# Input material:

- - - - - - -

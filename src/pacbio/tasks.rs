//! # PacBio QC Notification Flows
//!
//! The producer turns recently QC-ed products into porch tasks; the
//! consumer claims one task at a time, looks up the well's libraries and
//! study contacts, and emails each study. Task status reflects the
//! outcome: `DONE` when every study was handled, `FAILED` when a
//! notification could not be produced, `PENDING` when the supporting
//! data could not be fetched and the task should be retried later.

use sqlx::MySqlPool;
use std::collections::BTreeMap;
use tracing::{debug, error, info, warn};

use crate::error::NotifyResult;
use crate::mail::Mailer;
use crate::mlwh::study_contacts;
use crate::pacbio::email::generate_qc_email;
use crate::pacbio::langqc::{LangQcClient, Library, QcState, WellLibraries};
use crate::porch::{BatchCounts, PorchClient, TaskStatus};

/// Register porch tasks for recently QC-ed products
///
/// Safe to run on a schedule: porch recognizes tasks it has seen before,
/// so re-registering a product is a no-op.
pub async fn register_qc_tasks(
    porch: &PorchClient,
    langqc: &LangQcClient,
) -> NotifyResult<BatchCounts> {
    let qc_states = langqc.recently_qced().await?;
    info!("Retrieved QC states for {} products", qc_states.len());

    let mut counts = BatchCounts::default();
    for (id_product, states) in &qc_states {
        // A product can carry multiple QC states, but the query is limited
        // to sequencing-type QC, so the first one is the one to report.
        let Some(qc_state) = states.first() else {
            continue;
        };
        counts.processed += 1;

        match porch.add_task(qc_state).await {
            Ok(true) => {
                debug!("Task added for product {}", id_product);
                counts.succeeded += 1;
            }
            Ok(false) => {
                debug!("Task already exists for product {}", id_product);
                counts.succeeded += 1;
            }
            Err(e) => {
                error!(
                    "Error registering a task for pipeline {} with QC state change of {}: {}",
                    porch.pipeline().name,
                    id_product,
                    e
                );
                counts.errors += 1;
            }
        }
    }

    if counts.errors > 0 {
        error!(
            "{} errors when registering products. Registered QC states for {} products",
            counts.errors, counts.succeeded
        );
    } else {
        info!("Registered QC states for {} products", counts.succeeded);
    }

    Ok(counts)
}

/// Claim and process one QC notification task
///
/// Returns the status the task was moved to, or `None` when porch had no
/// pending tasks. An error reporting the status back to porch leaves the
/// task claimed and is returned to the caller.
pub async fn process_next_task(
    porch: &PorchClient,
    langqc: &LangQcClient,
    mlwh_pool: &MySqlPool,
    mailer: &Mailer,
    irods_docs_url: &str,
) -> NotifyResult<Option<TaskStatus>> {
    let mut claimed = porch.claim_tasks::<QcState>(1).await?;
    let Some(task) = claimed.pop() else {
        info!("No pending tasks returned from porch");
        return Ok(None);
    };

    let qc_state = task.task_input;
    info!("Claimed task for product {}", qc_state.id_product);

    let status = match gather_well_context(langqc, mlwh_pool, &qc_state.id_product).await {
        Ok(context) => notify_studies(langqc, mailer, irods_docs_url, &qc_state, &context).await,
        Err(e) => {
            warn!(
                "Failed to get notification data for product {}: {}. The task will be released",
                qc_state.id_product, e
            );
            TaskStatus::Pending
        }
    };

    if let Err(e) = porch.update_task(&qc_state, status).await {
        error!(
            "Failed to update the task for product {} to status {}: {}",
            qc_state.id_product, status, e
        );
        return Err(e);
    }
    info!(
        "Updated the task for product {} to status {}",
        qc_state.id_product, status
    );

    Ok(Some(status))
}

/// Libraries and contacts of one well, grouped by study
struct WellContext {
    well: WellLibraries,
    libraries_per_study: BTreeMap<String, Vec<Library>>,
    contacts_per_study: BTreeMap<String, Vec<String>>,
}

async fn gather_well_context(
    langqc: &LangQcClient,
    mlwh_pool: &MySqlPool,
    id_product: &str,
) -> NotifyResult<WellContext> {
    let well = langqc.well_libraries(id_product).await?;

    let mut libraries_per_study: BTreeMap<String, Vec<Library>> = BTreeMap::new();
    for library in &well.libraries {
        libraries_per_study
            .entry(library.study_id.clone())
            .or_default()
            .push(library.clone());
    }

    let mut contacts_per_study = BTreeMap::new();
    for study_id in libraries_per_study.keys() {
        let contacts = study_contacts(mlwh_pool, study_id).await?;
        contacts_per_study.insert(study_id.clone(), contacts);
    }

    Ok(WellContext {
        well,
        libraries_per_study,
        contacts_per_study,
    })
}

/// Email every study in the well; studies without contacts are skipped
///
/// A failure for one study does not stop the others, but marks the task
/// as failed.
async fn notify_studies(
    langqc: &LangQcClient,
    mailer: &Mailer,
    irods_docs_url: &str,
    qc_state: &QcState,
    context: &WellContext,
) -> TaskStatus {
    let mut status = TaskStatus::Done;

    for (study_id, libraries) in &context.libraries_per_study {
        let Some(contacts) = context.contacts_per_study.get(study_id) else {
            continue;
        };
        if contacts.is_empty() {
            info!("No contacts are registered for study {}", study_id);
            continue;
        }

        let result = async {
            let (subject, text) = generate_qc_email(
                mailer.domain(),
                langqc.run_ui_url(),
                irods_docs_url,
                qc_state,
                &context.well,
                libraries,
            )?;
            mailer.send(contacts, &subject, &text).await
        }
        .await;

        if let Err(e) = result {
            error!("Error generating or sending a notification: {}", e);
            status = TaskStatus::Failed;
        }
    }

    status
}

- - - - - - -

# Work item:
Check each line of the data above for the word "info" and copy the ones where it is found.

# Response to the task:
use tracing::{debug, error, info, warn};
    info!("Retrieved QC states for {} products", qc_states.len());
        info!("Registered QC states for {} products", counts.succeeded);
        info!("No pending tasks returned from porch");
    info!("Claimed task for product {}", qc_state.id_product);
    info!(
            info!("No contacts are registered for study {}", study_id);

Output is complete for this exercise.